#### Stored data:
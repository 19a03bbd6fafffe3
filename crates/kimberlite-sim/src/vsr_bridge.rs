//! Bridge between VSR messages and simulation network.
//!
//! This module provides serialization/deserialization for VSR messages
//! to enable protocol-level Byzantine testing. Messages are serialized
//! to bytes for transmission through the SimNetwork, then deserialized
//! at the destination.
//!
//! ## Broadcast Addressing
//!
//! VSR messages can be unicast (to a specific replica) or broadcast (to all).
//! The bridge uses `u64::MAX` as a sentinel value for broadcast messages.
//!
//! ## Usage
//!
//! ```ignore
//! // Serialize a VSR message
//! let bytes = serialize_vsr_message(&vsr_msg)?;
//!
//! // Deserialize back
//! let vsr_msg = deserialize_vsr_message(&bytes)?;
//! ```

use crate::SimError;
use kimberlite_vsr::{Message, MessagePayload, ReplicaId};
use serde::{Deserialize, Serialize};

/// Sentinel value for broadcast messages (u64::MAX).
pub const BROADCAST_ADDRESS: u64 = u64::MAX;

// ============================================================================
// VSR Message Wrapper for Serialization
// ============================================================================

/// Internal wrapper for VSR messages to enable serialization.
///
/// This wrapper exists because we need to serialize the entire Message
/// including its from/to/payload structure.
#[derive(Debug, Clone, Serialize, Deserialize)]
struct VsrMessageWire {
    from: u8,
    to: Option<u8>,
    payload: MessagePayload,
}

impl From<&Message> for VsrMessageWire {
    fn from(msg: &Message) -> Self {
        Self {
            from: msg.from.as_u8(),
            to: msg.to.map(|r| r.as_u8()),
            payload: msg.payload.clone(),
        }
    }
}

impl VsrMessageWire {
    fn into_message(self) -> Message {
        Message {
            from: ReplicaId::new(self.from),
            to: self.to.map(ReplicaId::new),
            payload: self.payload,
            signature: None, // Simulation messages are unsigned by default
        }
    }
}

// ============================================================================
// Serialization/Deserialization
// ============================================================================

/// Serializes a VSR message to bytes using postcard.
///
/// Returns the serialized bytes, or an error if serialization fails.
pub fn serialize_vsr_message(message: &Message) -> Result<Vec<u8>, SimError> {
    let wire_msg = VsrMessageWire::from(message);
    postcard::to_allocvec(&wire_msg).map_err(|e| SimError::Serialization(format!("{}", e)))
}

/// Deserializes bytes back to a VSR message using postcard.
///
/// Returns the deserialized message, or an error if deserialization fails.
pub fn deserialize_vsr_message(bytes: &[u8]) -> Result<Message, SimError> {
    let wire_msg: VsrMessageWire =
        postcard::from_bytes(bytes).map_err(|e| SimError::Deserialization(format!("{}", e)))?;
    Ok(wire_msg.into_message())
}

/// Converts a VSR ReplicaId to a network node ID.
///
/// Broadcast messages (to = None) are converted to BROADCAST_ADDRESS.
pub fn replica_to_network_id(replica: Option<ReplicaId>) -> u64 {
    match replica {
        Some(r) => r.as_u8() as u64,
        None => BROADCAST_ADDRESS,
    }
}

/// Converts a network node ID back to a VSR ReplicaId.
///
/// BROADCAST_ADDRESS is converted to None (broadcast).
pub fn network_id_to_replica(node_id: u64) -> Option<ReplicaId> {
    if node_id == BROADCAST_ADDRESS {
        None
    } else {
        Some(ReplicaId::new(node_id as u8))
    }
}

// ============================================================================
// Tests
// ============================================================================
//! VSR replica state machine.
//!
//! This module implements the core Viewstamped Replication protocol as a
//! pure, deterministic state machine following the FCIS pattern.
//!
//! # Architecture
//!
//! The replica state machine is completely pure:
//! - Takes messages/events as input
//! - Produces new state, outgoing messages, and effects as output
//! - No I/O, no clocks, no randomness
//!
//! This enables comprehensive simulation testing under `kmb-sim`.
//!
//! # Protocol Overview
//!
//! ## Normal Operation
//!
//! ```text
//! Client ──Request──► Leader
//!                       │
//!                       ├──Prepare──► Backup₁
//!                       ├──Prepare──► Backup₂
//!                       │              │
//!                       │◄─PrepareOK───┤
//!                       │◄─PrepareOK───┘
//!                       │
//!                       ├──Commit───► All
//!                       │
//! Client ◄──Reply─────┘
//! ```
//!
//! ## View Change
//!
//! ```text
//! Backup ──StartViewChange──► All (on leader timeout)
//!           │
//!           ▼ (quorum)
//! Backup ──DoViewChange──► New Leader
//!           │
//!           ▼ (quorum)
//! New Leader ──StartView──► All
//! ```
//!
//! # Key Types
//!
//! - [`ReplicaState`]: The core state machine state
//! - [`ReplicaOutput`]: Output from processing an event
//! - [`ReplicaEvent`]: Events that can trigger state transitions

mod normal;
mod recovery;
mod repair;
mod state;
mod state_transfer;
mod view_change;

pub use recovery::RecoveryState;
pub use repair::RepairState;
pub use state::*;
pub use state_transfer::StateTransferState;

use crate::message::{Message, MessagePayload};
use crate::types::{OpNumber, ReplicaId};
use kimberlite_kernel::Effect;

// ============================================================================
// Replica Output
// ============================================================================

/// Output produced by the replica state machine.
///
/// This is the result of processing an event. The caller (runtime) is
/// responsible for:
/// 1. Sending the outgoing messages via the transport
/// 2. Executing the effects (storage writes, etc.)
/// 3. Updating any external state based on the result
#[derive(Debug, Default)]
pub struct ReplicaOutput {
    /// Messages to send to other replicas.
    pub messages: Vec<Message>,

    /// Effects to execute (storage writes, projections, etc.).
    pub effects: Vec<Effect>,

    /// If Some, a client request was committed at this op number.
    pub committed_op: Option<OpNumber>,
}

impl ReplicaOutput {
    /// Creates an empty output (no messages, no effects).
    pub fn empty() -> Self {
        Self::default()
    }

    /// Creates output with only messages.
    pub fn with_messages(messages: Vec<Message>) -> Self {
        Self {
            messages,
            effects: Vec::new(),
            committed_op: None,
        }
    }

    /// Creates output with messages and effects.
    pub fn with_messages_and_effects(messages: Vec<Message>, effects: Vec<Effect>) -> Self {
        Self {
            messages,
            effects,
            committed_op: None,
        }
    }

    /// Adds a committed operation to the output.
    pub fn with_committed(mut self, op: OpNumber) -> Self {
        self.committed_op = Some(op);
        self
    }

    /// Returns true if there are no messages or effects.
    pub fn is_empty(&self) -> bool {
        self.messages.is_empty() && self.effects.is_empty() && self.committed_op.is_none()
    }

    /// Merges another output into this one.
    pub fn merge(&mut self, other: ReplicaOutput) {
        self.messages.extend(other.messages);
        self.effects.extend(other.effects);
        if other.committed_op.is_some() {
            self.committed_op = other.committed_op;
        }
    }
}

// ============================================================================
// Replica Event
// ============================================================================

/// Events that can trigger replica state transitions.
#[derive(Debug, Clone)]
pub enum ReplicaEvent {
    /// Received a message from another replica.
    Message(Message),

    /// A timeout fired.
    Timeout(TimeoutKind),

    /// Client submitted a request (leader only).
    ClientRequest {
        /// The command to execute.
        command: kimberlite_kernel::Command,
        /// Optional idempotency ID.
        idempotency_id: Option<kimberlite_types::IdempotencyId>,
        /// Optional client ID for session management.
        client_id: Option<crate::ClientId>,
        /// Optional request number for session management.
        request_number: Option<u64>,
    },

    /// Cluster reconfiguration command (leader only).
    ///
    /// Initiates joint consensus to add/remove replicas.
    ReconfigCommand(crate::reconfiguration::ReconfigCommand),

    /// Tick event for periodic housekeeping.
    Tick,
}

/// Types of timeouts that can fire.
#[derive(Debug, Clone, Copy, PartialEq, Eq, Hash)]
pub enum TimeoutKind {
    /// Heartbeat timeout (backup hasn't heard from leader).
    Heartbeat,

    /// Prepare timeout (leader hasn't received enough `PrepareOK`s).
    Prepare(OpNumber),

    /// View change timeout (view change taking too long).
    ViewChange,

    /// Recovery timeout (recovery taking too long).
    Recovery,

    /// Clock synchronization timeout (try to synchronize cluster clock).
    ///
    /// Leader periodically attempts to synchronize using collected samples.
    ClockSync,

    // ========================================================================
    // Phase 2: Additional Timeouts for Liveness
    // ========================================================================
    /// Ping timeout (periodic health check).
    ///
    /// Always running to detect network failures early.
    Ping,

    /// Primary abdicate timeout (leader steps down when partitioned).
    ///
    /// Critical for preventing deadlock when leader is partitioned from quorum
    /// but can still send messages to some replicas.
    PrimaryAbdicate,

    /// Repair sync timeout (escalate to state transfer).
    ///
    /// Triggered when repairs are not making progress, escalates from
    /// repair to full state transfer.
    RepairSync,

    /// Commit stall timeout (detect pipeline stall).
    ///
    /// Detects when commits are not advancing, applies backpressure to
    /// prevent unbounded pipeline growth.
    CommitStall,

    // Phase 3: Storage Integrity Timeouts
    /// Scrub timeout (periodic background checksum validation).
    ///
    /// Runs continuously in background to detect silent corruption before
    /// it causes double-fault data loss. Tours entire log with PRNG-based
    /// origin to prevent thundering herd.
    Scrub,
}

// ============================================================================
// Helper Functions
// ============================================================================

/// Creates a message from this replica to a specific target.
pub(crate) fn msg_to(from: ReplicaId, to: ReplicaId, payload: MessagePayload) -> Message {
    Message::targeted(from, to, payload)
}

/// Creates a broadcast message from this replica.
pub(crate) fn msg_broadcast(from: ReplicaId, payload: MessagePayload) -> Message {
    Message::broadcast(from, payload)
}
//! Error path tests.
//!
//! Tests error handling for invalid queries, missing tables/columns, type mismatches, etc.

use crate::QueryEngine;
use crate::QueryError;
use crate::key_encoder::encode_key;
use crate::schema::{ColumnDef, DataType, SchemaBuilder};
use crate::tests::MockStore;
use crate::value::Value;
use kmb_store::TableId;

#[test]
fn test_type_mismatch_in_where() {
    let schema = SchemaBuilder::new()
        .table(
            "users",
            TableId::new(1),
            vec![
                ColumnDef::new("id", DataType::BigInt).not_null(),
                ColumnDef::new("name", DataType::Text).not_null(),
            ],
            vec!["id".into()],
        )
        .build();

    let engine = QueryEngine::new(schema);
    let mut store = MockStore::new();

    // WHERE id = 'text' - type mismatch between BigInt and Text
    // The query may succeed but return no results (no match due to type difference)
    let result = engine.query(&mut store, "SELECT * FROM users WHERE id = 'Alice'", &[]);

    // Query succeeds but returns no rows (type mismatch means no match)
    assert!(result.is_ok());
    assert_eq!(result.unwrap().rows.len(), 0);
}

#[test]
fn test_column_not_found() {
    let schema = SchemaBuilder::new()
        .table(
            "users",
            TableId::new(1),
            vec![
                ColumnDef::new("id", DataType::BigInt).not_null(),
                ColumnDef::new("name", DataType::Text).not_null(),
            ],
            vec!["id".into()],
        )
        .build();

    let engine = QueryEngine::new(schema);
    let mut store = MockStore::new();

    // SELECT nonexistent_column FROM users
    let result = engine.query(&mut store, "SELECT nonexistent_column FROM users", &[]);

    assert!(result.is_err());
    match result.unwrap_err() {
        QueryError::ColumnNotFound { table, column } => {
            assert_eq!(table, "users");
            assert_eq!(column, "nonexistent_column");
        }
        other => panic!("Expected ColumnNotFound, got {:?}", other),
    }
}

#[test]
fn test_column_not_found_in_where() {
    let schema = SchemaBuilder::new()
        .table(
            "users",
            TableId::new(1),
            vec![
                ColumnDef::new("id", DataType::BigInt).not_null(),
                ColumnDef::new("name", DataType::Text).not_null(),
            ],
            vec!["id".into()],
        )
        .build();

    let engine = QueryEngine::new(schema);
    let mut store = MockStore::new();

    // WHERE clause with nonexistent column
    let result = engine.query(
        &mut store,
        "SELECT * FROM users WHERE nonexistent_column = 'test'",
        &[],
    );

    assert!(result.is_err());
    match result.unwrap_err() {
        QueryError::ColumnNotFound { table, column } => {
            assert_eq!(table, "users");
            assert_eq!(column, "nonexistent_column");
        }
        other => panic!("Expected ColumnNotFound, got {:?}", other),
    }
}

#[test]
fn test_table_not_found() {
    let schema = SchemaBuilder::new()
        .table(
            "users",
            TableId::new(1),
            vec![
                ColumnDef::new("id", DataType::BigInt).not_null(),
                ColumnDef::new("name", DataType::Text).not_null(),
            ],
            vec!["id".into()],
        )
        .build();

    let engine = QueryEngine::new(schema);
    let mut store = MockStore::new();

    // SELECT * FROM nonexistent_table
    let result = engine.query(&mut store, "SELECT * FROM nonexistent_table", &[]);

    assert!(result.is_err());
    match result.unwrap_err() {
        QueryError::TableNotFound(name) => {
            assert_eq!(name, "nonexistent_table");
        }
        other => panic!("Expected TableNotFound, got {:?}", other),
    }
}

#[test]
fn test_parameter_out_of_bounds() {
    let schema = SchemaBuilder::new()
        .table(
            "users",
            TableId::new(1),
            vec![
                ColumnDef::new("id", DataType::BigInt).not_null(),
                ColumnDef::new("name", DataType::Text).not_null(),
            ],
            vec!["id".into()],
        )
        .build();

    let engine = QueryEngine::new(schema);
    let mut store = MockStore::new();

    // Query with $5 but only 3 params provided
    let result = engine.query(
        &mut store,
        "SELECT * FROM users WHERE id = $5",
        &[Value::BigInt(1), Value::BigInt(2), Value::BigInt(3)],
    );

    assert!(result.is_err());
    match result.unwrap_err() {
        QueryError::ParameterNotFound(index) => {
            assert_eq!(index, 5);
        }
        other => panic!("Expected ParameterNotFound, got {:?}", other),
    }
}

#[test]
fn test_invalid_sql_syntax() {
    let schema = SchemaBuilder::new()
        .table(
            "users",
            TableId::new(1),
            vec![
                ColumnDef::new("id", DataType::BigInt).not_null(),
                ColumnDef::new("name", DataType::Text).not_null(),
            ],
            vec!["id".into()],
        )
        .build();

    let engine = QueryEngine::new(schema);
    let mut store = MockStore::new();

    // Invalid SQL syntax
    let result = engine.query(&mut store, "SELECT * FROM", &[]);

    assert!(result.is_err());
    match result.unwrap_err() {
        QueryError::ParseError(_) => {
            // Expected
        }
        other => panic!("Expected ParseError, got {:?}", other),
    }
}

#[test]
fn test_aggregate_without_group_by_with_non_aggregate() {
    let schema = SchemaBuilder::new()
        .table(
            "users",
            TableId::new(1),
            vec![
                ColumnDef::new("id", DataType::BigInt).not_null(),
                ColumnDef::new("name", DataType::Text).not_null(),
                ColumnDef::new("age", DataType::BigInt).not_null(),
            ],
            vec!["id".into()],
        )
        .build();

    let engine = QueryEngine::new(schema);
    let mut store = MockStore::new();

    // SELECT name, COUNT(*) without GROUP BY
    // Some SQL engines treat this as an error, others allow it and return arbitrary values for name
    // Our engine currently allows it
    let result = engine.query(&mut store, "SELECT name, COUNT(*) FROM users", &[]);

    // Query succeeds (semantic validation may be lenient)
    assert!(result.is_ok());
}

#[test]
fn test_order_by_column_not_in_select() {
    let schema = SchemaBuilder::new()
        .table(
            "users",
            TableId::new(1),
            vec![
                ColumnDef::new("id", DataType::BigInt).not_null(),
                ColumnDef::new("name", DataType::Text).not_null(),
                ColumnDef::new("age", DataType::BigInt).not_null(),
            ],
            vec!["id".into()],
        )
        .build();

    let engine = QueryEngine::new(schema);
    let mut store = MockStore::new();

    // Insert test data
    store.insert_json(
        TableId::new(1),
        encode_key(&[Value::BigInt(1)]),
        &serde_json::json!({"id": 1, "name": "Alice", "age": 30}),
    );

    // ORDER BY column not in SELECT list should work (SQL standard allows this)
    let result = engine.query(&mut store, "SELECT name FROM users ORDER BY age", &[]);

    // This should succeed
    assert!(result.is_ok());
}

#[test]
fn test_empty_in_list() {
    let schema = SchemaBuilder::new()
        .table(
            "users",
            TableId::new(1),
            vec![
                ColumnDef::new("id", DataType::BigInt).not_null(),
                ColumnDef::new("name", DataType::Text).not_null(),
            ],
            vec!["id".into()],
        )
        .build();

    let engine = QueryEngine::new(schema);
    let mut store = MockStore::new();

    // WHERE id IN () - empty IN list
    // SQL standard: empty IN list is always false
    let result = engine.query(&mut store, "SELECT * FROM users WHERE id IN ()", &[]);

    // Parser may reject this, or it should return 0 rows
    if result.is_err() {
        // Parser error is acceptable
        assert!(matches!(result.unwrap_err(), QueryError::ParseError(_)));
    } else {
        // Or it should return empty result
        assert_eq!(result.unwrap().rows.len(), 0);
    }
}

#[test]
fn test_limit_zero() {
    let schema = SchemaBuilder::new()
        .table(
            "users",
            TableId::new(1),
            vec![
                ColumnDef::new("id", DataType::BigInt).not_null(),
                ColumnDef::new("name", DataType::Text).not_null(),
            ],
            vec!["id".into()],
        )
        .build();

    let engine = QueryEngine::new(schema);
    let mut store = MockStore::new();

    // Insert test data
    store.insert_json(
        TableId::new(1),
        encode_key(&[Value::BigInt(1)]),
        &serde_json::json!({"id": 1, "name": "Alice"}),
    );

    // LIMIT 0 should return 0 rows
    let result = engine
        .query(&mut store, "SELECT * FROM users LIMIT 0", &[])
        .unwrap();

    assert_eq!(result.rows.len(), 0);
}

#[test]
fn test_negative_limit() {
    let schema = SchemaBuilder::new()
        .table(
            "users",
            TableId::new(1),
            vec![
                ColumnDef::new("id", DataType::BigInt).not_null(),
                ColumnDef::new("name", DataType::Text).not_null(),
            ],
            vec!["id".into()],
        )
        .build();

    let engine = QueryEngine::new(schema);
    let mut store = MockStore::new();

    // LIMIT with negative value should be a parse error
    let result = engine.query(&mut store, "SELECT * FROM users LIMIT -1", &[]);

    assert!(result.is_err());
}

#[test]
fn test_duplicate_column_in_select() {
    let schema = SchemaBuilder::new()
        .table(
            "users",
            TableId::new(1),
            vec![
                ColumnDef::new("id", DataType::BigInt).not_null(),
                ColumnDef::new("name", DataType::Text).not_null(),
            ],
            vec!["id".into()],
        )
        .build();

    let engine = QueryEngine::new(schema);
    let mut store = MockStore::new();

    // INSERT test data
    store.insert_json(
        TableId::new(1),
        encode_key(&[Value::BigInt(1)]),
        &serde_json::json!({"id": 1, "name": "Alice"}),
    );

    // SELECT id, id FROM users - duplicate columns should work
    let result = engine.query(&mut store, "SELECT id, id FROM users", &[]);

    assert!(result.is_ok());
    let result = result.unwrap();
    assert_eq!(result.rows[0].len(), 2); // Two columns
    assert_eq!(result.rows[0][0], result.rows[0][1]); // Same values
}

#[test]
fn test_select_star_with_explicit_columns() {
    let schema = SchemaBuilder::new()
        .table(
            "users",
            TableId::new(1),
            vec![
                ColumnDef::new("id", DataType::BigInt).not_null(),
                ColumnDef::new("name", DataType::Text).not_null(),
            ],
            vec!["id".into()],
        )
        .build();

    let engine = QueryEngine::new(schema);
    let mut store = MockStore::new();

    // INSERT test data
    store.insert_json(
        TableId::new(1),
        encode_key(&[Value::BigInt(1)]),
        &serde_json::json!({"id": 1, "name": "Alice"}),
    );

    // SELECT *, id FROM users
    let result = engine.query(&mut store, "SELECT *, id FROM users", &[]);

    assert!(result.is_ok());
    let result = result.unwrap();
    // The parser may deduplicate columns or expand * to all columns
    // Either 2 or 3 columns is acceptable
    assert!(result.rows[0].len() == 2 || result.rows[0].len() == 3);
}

#### Work to complete:
Scan the records above for the word "VsrMessageWire" and return every line where it occurs.

#### Exercise output:
struct VsrMessageWire {
impl From<&Message> for VsrMessageWire {
impl VsrMessageWire {
    let wire_msg = VsrMessageWire::from(message);
    let wire_msg: VsrMessageWire =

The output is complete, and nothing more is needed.